ZBW MediaTalk

von Ralf Flohr, Stefanie Richter und Olaf Siegert

Hintergrund Open-Access-Monografien

Im Zuge der Open-Access-Transformation des Publikationssystems spielen Open-Access-Monografien eine immer größere Rolle: Fachverlage haben auf diese Entwicklung reagiert und neue Geschäftsmodelle für die Veröffentlichung von Büchern im Open Access (OA) entwickelt. Forschungsfördernde sowie Forschungseinrichtungen haben Publikationsfonds eingerichtet und stellen zur Finanzierung von Open-Access-Publikationen Mittel bereit.
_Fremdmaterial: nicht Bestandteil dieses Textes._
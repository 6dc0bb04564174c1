//! Cycle detection over the task registry.
//!
//! A 3-color depth-first search: a node is `Visiting` while it is on the
//! DFS stack and `Visited` once fully explored; meeting a `Visiting`
//! node again means a cycle. The check walks *every* registry entry, not
//! just nodes reachable from some root, because any placeholder may
//! later be depended upon. It only runs when the registry changed since
//! the last successful check, so the full scan is cheap in practice.

use crate::task::Task;
use gantry_core::{Error, Result, ResolvedName};
use indexmap::IndexMap;
use std::collections::HashMap;

#[derive(Debug, Clone, Copy, PartialEq, Eq)]
enum Mark {
    Visiting,
    Visited,
}

/// Validate that the registry's dependency graph is acyclic.
pub fn check_cycles(tasks: &IndexMap<ResolvedName, Task>) -> Result<()> {
    let mut marks: HashMap<&ResolvedName, Mark> = HashMap::with_capacity(tasks.len());
    for node in tasks.keys() {
        if !marks.contains_key(node) {
            dfs(node, tasks, &mut marks)?;
        }
    }
    Ok(())
}

fn dfs<'a>(
    node: &'a ResolvedName,
    tasks: &'a IndexMap<ResolvedName, Task>,
    marks: &mut HashMap<&'a ResolvedName, Mark>,
) -> Result<()> {
    marks.insert(node, Mark::Visiting);
    let task = tasks
        .get(node)
        .ok_or_else(|| Error::internal(format!("dependency '{node}' missing from registry")))?;
    for dep in task.dependencies() {
        match marks.get(dep) {
            None => dfs(dep, tasks, marks)?,
            Some(Mark::Visiting) => return Err(Error::cyclic_dependency(dep.as_str())),
            Some(Mark::Visited) => {}
        }
    }
    marks.insert(node, Mark::Visited);
    Ok(())
}
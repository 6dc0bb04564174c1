//! Root namespace and task name resolution.
//!
//! A task name has three surface forms, all denoting a location in the
//! combined namespace of all registered roots:
//!
//! - *Resolved*: `//<physical path>`, the canonical stored form; the
//!   root prefix has already been substituted.
//! - *Root-qualified*: `/<root>/<relative path>`, e.g. `/ROOT1/foo.txt`.
//! - *Unqualified*: no leading slash; implicitly under the default root.
//!
//! Resolution is idempotent and total over the accepted forms; anything
//! else fails with [`Error::InvalidName`].

use crate::constants::{DEFAULT_ROOT, DEFAULT_ROOT_PREFIX, NAME_SEPARATOR, RESOLVED_MARKER};
use crate::errors::{Error, Result};
use indexmap::IndexMap;
use serde::{Deserialize, Serialize};
use std::fmt;
use std::path::PathBuf;

/// Canonical task identifier: a `//`-prefixed physical path.
#[derive(Debug, Clone, PartialEq, Eq, Hash, PartialOrd, Ord, Serialize, Deserialize)]
pub struct ResolvedName(String);

impl ResolvedName {
    /// Wrap an already-resolved name. Fails if the marker is missing.
    pub fn parse(name: impl Into<String>) -> Result<Self> {
        let name = name.into();
        if name.starts_with(RESOLVED_MARKER) {
            Ok(Self(name))
        } else {
            Err(Error::invalid_name(name, "not in resolved form"))
        }
    }

    /// Get the inner string reference.
    pub fn as_str(&self) -> &str {
        &self.0
    }

    /// The physical path addressed by this name, with the `//` marker
    /// stripped.
    pub fn file_name(&self) -> &str {
        &self.0[RESOLVED_MARKER.len()..]
    }

    /// The physical path as an owned, platform-native path.
    pub fn to_path_buf(&self) -> PathBuf {
        PathBuf::from(self.file_name())
    }

    /// Consume and return the inner string.
    pub fn into_inner(self) -> String {
        self.0
    }
}

impl fmt::Display for ResolvedName {
    fn fmt(&self, f: &mut fmt::Formatter<'_>) -> fmt::Result {
        write!(f, "{}", self.0)
    }
}

impl AsRef<str> for ResolvedName {
    fn as_ref(&self) -> &str {
        &self.0
    }
}

/// The root namespace: an insertion-ordered map from root identifier to
/// physical path prefix. Every prefix ends with `/`, enforced at
/// registration time.
#[derive(Debug, Clone, Serialize, Deserialize)]
pub struct RootSet {
    roots: IndexMap<String, String>,
}

impl Default for RootSet {
    fn default() -> Self {
        let mut roots = IndexMap::new();
        roots.insert(DEFAULT_ROOT.to_string(), DEFAULT_ROOT_PREFIX.to_string());
        Self { roots }
    }
}

impl RootSet {
    /// A namespace pre-seeded with the default root `ROOT0 -> "./"`.
    pub fn new() -> Self {
        Self::default()
    }

    /// Register a root, replacing any previous prefix under the same
    /// identifier. The prefix must end with `/`.
    pub fn insert(&mut self, id: impl Into<String>, prefix: impl Into<String>) -> Result<()> {
        let id = id.into();
        let prefix = prefix.into();
        if !prefix.ends_with(NAME_SEPARATOR) {
            return Err(Error::invalid_root(id, prefix));
        }
        self.roots.insert(id, prefix);
        Ok(())
    }

    /// Look up a root's prefix.
    pub fn get(&self, id: &str) -> Option<&str> {
        self.roots.get(id).map(String::as_str)
    }

    /// Iterate over `(id, prefix)` pairs in registration order.
    pub fn iter(&self) -> impl Iterator<Item = (&str, &str)> {
        self.roots.iter().map(|(id, p)| (id.as_str(), p.as_str()))
    }

    pub fn len(&self) -> usize {
        self.roots.len()
    }

    pub fn is_empty(&self) -> bool {
        self.roots.is_empty()
    }

    /// Resolve a name in any accepted surface form to canonical form.
    ///
    /// Matching of root-qualified names requires the full `/<root>/`
    /// pattern, so a root identifier that is a prefix of another
    /// (`ROOT1` vs `ROOT10`) never shadows it, and a name missing the
    /// trailing separator (`/ROOT0abc`) does not resolve.
    pub fn resolve(&self, name: &str) -> Result<ResolvedName> {
        if name.starts_with(RESOLVED_MARKER) {
            return Ok(ResolvedName(name.to_string()));
        }
        if !name.starts_with(NAME_SEPARATOR) {
            return self.resolve(&format!("/{DEFAULT_ROOT}/{name}"));
        }
        for (id, prefix) in &self.roots {
            let pattern = format!("/{id}/");
            if let Some(rest) = name.strip_prefix(&pattern) {
                return Ok(ResolvedName(format!("{RESOLVED_MARKER}{prefix}{rest}")));
            }
        }
        Err(Error::invalid_name(name, "no registered root matches"))
    }
}

#[cfg(test)]
mod tests {
    use super::*;

    #[test]
    fn resolved_names_pass_through() {
        let roots = RootSet::default();
        assert_eq!(roots.resolve("//test.txt").unwrap().as_str(), "//test.txt");
    }

    #[test]
    fn unqualified_names_use_the_default_root() {
        let roots = RootSet::default();
        assert_eq!(roots.resolve("test.txt").unwrap().as_str(), "//./test.txt");
    }

    #[test]
    fn rooted_names_substitute_the_prefix() {
        let mut roots = RootSet::default();
        roots.insert("ROOT0", "cat/").unwrap();
        roots.insert("ROOT1", "tiger/").unwrap();
        roots.insert("ROOT2", "lion/").unwrap();

        assert_eq!(
            roots.resolve("/ROOT0/test.txt").unwrap().as_str(),
            "//cat/test.txt"
        );
        assert_eq!(
            roots.resolve("/ROOT1/test.txt").unwrap().as_str(),
            "//tiger/test.txt"
        );
        assert_eq!(
            roots.resolve("/ROOT2/test.txt").unwrap().as_str(),
            "//lion/test.txt"
        );
    }

    #[test]
    fn qualified_name_without_separator_is_invalid() {
        let mut roots = RootSet::default();
        roots.insert("ROOT0", "cat/").unwrap();

        let err = roots.resolve("/ROOT0abc").unwrap_err();
        assert!(matches!(err, Error::InvalidName { .. }));
    }

    #[test]
    fn unknown_root_is_invalid() {
        let mut roots = RootSet::default();
        roots.insert("ROOT0", "cat/").unwrap();
        roots.insert("ROOT1", "tiger/").unwrap();

        let err = roots.resolve("/ROOT10/abc").unwrap_err();
        assert!(matches!(err, Error::InvalidName { .. }));
    }

    #[test]
    fn root_identifier_prefixes_do_not_collide() {
        let mut roots = RootSet::default();
        roots.insert("ROOT1", "tiger/").unwrap();
        roots.insert("ROOT10", "lion/").unwrap();

        // ROOT1 is registered first but must not swallow /ROOT10/.
        assert_eq!(
            roots.resolve("/ROOT10/abc").unwrap().as_str(),
            "//lion/abc"
        );
        assert_eq!(roots.resolve("/ROOT1/x").unwrap().as_str(), "//tiger/x");
    }

    #[test]
    fn prefix_must_end_with_separator() {
        let mut roots = RootSet::default();
        let err = roots.insert("ROOT0", "abc").unwrap_err();
        assert!(matches!(err, Error::InvalidRoot { .. }));
    }

    #[test]
    fn file_name_strips_the_marker() {
        let name = ResolvedName::parse("//tiger/test.txt").unwrap();
        assert_eq!(name.file_name(), "tiger/test.txt");
        assert_eq!(name.to_path_buf(), PathBuf::from("tiger/test.txt"));
    }

    #[test]
    fn parse_rejects_unresolved_forms() {
        assert!(ResolvedName::parse("test.txt").is_err());
        assert!(ResolvedName::parse("/ROOT0/test.txt").is_err());
    }
}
Bibliotheken archivieren Open-Access-Publikationen auf hauseigenen Publikationsservern, machen sie der Öffentlichkeit zugänglich und sorgen für ihre Sichtbarkeit sowie die langfristige Verfügbarkeit.
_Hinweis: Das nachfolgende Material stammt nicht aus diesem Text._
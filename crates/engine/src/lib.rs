//! The gantry task engine.
//!
//! An embeddable, synchronous build-task engine: a host declares named
//! tasks (commands, file-producing actions, and forward-reference
//! placeholders), wires dependencies between them, and executes only the
//! tasks that are stale within an explicit session.
//!
//! ```no_run
//! use gantry_engine::Workspace;
//!
//! # fn main() -> gantry_core::Result<()> {
//! let mut ws = Workspace::builder().root("OUT", "target/demo/")?.build();
//! ws.new_file_task("/OUT/hello.txt", &[], Some(Box::new(|| {
//!     std::fs::write("target/demo/hello.txt", "hello")?;
//!     Ok(())
//! })))?;
//!
//! ws.start_session()?;
//! ws.run("/OUT/hello.txt")?;
//! ws.end_session()?;
//! # Ok(())
//! # }
//! ```
//!
//! The `cleanup`, `groups`, and `indexed` modules are convenience layers
//! built purely on the public `Workspace` contract.

pub mod cleanup;
pub mod fs;
pub mod graph;
pub mod groups;
pub mod indexed;
pub mod session;
pub mod task;
pub mod workspace;

pub use self::{
    fs::{FileSystem, OsFileSystem},
    groups::TaskGroupBuilder,
    indexed::FileTaskFamily,
    task::{Action, Task, TaskKind},
    workspace::{Workspace, WorkspaceBuilder},
};
//! A small end-to-end demo: two generated files under an aggregator
//! command, run twice to show that the second session skips fresh
//! targets. Run with `RUST_LOG=gantry_engine=debug` to watch the
//! engine's decisions.

use gantry_core::Result;
use gantry_engine::Workspace;
use tracing_subscriber::EnvFilter;

fn main() -> Result<()> {
    tracing_subscriber::fmt()
        .with_env_filter(EnvFilter::from_default_env())
        .init();

    let out_dir = std::env::temp_dir().join("gantry-demo");
    std::fs::create_dir_all(&out_dir)?;

    let mut ws = Workspace::builder()
        .root("OUT", format!("{}/", out_dir.display()))?
        .build();

    let greeting = ws.file_path("/OUT/greeting.txt")?;
    ws.new_file_task(
        "/OUT/greeting.txt",
        &[],
        Some(Box::new(move || {
            println!("  generating greeting.txt");
            std::fs::write(&greeting, "Hello, world\n")?;
            Ok(())
        })),
    )?;

    let shouting = ws.file_path("/OUT/shouting.txt")?;
    let source = ws.file_path("/OUT/greeting.txt")?;
    ws.new_file_task(
        "/OUT/shouting.txt",
        &["/OUT/greeting.txt"],
        Some(Box::new(move || {
            println!("  generating shouting.txt");
            let text = std::fs::read_to_string(&source)?;
            std::fs::write(&shouting, text.to_uppercase())?;
            Ok(())
        })),
    )?;

    ws.new_command_task("/OUT/all", &["/OUT/greeting.txt", "/OUT/shouting.txt"], None)?;

    println!("first build (everything is stale):");
    ws.start_session()?;
    ws.run("/OUT/all")?;
    ws.end_session()?;

    println!("second build (targets are fresh, nothing regenerates):");
    ws.start_session()?;
    ws.run("/OUT/shouting.txt")?;
    ws.end_session()?;

    println!("done; output in {}", out_dir.display());
    Ok(())
}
Nutzung der Creative-Commons-Lizenz

Für die Frage, wer eine Open-Access-Publikation wie nutzen darf, wird in der Regel mit jedem Dokument eine Creative-Commons-Lizenz (CC-Lizenz) verknüpft. Diese eröffnet beispielsweise – je nach Ausgestaltung – das Recht, die Publikation unter bestimmten Bedingungen zu kopieren, zu speichern, zu archivieren, weiter zu verbreiten und öffentlich zugänglich zu machen, ohne dass die jeweiligen Rechteinhaber:innen um Zustimmung gebeten werden müssen. So nutzen auch Bibliotheken die CC-Lizenzen, um Open-Access-Publikationen in ihren Bestand aufzunehmen und weiterzuverbreiten. Mit den Creative-Commons-Lizenzen wird also ein barrierefreier Zugang zu wissenschaftlichen Publikationen überhaupt erst möglich gemacht.
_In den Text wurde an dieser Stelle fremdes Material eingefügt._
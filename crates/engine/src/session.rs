//! Per-session memoization of staleness decisions.

use gantry_core::ResolvedName;
use std::collections::HashMap;

/// Scratch state for one evaluation session, created by
/// `Workspace::start_session` and dropped by `end_session`.
///
/// The memo maps a resolved name to "considered done": `true` once a
/// task has run this session or was found not to need running, `false`
/// when it was found stale but has not run yet. A task's staleness is
/// therefore computed at most once per session, however many dependents
/// ask about it.
#[derive(Debug, Default)]
pub struct Session {
    considered_done: HashMap<ResolvedName, bool>,
}

impl Session {
    pub fn new() -> Self {
        Self::default()
    }

    /// The memoized decision for `name`, if one was recorded.
    pub fn considered_done(&self, name: &ResolvedName) -> Option<bool> {
        self.considered_done.get(name).copied()
    }

    /// Record the outcome of a staleness computation.
    pub fn record(&mut self, name: ResolvedName, done: bool) {
        self.considered_done.insert(name, done);
    }

    /// Mark a task as executed this session.
    pub fn mark_done(&mut self, name: ResolvedName) {
        self.considered_done.insert(name, true);
    }
}

#[cfg(test)]
mod tests {
    use super::*;

    fn name(s: &str) -> ResolvedName {
        ResolvedName::parse(s).unwrap()
    }

    #[test]
    fn memo_starts_empty_and_remembers_decisions() {
        let mut session = Session::new();
        let a = name("//a");

        assert_eq!(session.considered_done(&a), None);

        session.record(a.clone(), false);
        assert_eq!(session.considered_done(&a), Some(false));

        session.mark_done(a.clone());
        assert_eq!(session.considered_done(&a), Some(true));
    }
}
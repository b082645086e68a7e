//! Test module for the osch SDK.

#[cfg(test)]
mod integration_tests {
    use crate::account::Account;
    use crate::transaction::{TransactionBuilder, TransactionOptions};
    use crate::types::{AccountId, Asset, Memo};
    use crate::{Network, Operation};
    use std::time::{SystemTime, UNIX_EPOCH};

    #[test]
    fn test_end_to_end_envelope() {
        let id = AccountId::new([21u8; 32]).to_string();
        let mut account = Account::new(&id, "100").unwrap();

        let mut builder = TransactionBuilder::new(
            &mut account,
            TransactionOptions {
                fee: Some(100),
                ..Default::default()
            },
        );
        builder.add_operation(Operation::from_encoded(vec![0x01]));
        builder.set_timeout(30).unwrap();

        let before = SystemTime::now()
            .duration_since(UNIX_EPOCH)
            .unwrap()
            .as_secs();
        let tx = builder.build().unwrap();

        assert_eq!(tx.fee(), 100);
        assert_eq!(tx.sequence_number(), 101);
        let max_time = tx.time_bounds().unwrap().max_time;
        assert!(max_time >= before + 30 && max_time <= before + 35);
        assert_eq!(account.sequence_number(), "101");
    }

    #[test]
    fn test_builder_consumes_account_exclusively() {
        // The account is usable again once the builder is gone, one
        // envelope and one increment later.
        let id = AccountId::new([22u8; 32]).to_string();
        let mut account = Account::new(&id, "0").unwrap();
        {
            let mut builder =
                TransactionBuilder::new(&mut account, TransactionOptions::default());
            builder.set_timeout(0).unwrap();
            builder.build().unwrap();
        }
        assert_eq!(account.sequence_number(), "1");
    }

    #[test]
    fn test_memo_flows_into_envelope() {
        let id = AccountId::new([23u8; 32]).to_string();
        let mut account = Account::new(&id, "0").unwrap();
        let mut builder = TransactionBuilder::new(
            &mut account,
            TransactionOptions {
                memo: Some(Memo::text("payment ref 9").unwrap()),
                ..Default::default()
            },
        );
        builder.set_timeout(0).unwrap();
        let tx = builder.build().unwrap();
        assert_eq!(tx.memo(), &Memo::Text("payment ref 9".to_string()));
    }

    #[test]
    fn test_asset_issuer_uses_identity_codec() {
        let issuer = AccountId::new([24u8; 32]);
        let asset = Asset::new("USDC", Some(&issuer.to_string())).unwrap();
        assert_eq!(asset.issuer(), Some(&issuer));
    }

    #[test]
    fn test_network_domain_separation() {
        // Different ledger instances must never share a signature domain.
        let ids = [
            Network::public().network_id(),
            Network::test().network_id(),
            Network::new("standalone osch network").network_id(),
        ];
        assert_ne!(ids[0], ids[1]);
        assert_ne!(ids[0], ids[2]);
        assert_ne!(ids[1], ids[2]);
    }
}

#[cfg(test)]
mod property_tests {
    use crate::account::Account;
    use crate::types::{AccountId, Asset};
    use proptest::prelude::*;

    proptest! {
        #[test]
        fn prop_identity_round_trip(key in any::<[u8; 32]>()) {
            let id = AccountId::new(key);
            let encoded = id.to_string();
            prop_assert_eq!(encoded.len(), 56);
            prop_assert!(encoded.starts_with('G'));
            prop_assert_eq!(AccountId::from_string(&encoded).unwrap(), id);
        }

        #[test]
        fn prop_asset_canonical_round_trip(
            code in "[A-Za-z0-9]{1,12}",
            key in any::<[u8; 32]>(),
        ) {
            let issuer = AccountId::new(key).to_string();
            let asset = Asset::new(&code, Some(&issuer)).unwrap();
            let decoded = Asset::from_canonical_form(&asset.to_canonical_form()).unwrap();
            prop_assert_eq!(decoded, asset);
        }

        #[test]
        fn prop_sequence_string_round_trip(seq in any::<u128>()) {
            let id = AccountId::new([25u8; 32]).to_string();
            let account = Account::new(&id, &seq.to_string()).unwrap();
            prop_assert_eq!(account.sequence_number(), seq.to_string());
        }

        #[test]
        fn prop_increment_adds_exactly_one(seq in any::<u64>()) {
            let id = AccountId::new([26u8; 32]).to_string();
            let mut account = Account::new(&id, &seq.to_string()).unwrap();
            account.increment_sequence_number();
            prop_assert_eq!(account.sequence_number(), (u128::from(seq) + 1).to_string());
        }
    }
}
Probleme bei OA-Monografien mit Drittmaterialien

Insbesondere im Bereich der Open-Access-Monografien gibt es hier allerdings Probleme bei der Ausgestaltung. Schwierig wird es vor allem, wenn Drittmaterialien verwendet werden, die einer anderen Lizenz unterliegen. Bei solchen Drittmaterialien kann es sich zum Beispiel um Abbildungen, Fotografien, Grafiken, Tabellen und andere Schaubilder handeln.

Sofern sich die Autor:innen nicht auf das Zitatrecht berufen können, müssen sie für die Aufnahme von diesen Materialien in die Monografie die Zustimmung der Rechteinhaber:innen einholen. In vielen Fällen unterliegen die Drittmaterialien nicht der für die Monografie geltenden Creative-Commons-Lizenz. Vielmehr verwenden Autor:innen die Drittmaterialien auf der Basis einer anderen Lizenz, die nicht die gleichen Nutzungsmöglichkeiten eröffnet, wie die CC-Lizenz. Meist gilt für diese Materialien, dass alle Rechte vorbehalten sind. Ausführliche Hinweise zum Umgang mit Materialien von Dritten finden sich auch im OA Books Toolkit von Open Access Publishing in European Networks (OAPEN).
In den vom Nationalen Open-Access-Kontaktpunkt OA2020-DE veröffentlichten “Qualitätsstandards für den Einstieg in die Open-Access-Stellung von Büchern” heißt es zur Aufnahme von Drittmaterialien unter dem Punkt Rechte und Lizenzen:

“Die Rechte an Abbildungen und weiteren Fremdmaterialen in den Büchern sind geklärt, klar ausgewiesen und behindern nicht die Zurverfügungstellung des Gesamtwerks unter einer Creative-Commons-Lizenz.“

Die Praxis sieht dabei leider oft anders aus, denn einige Wissenschaftsverlage versehen die Creative-Commons-Lizenzen von Open-Access-Monografien mit Einschränkungen für Drittmaterialien. Hier zwei Beispiele:

Beispiel 1

Schettler, Leon Valentin: Socializing Development, transcript Verlag, Bielefeld, 2020.

Beispiel 2

Teske, Sven (ed.): Achieving the Paris Climate Agreement Goals, Springer Nature, Cham, 2020.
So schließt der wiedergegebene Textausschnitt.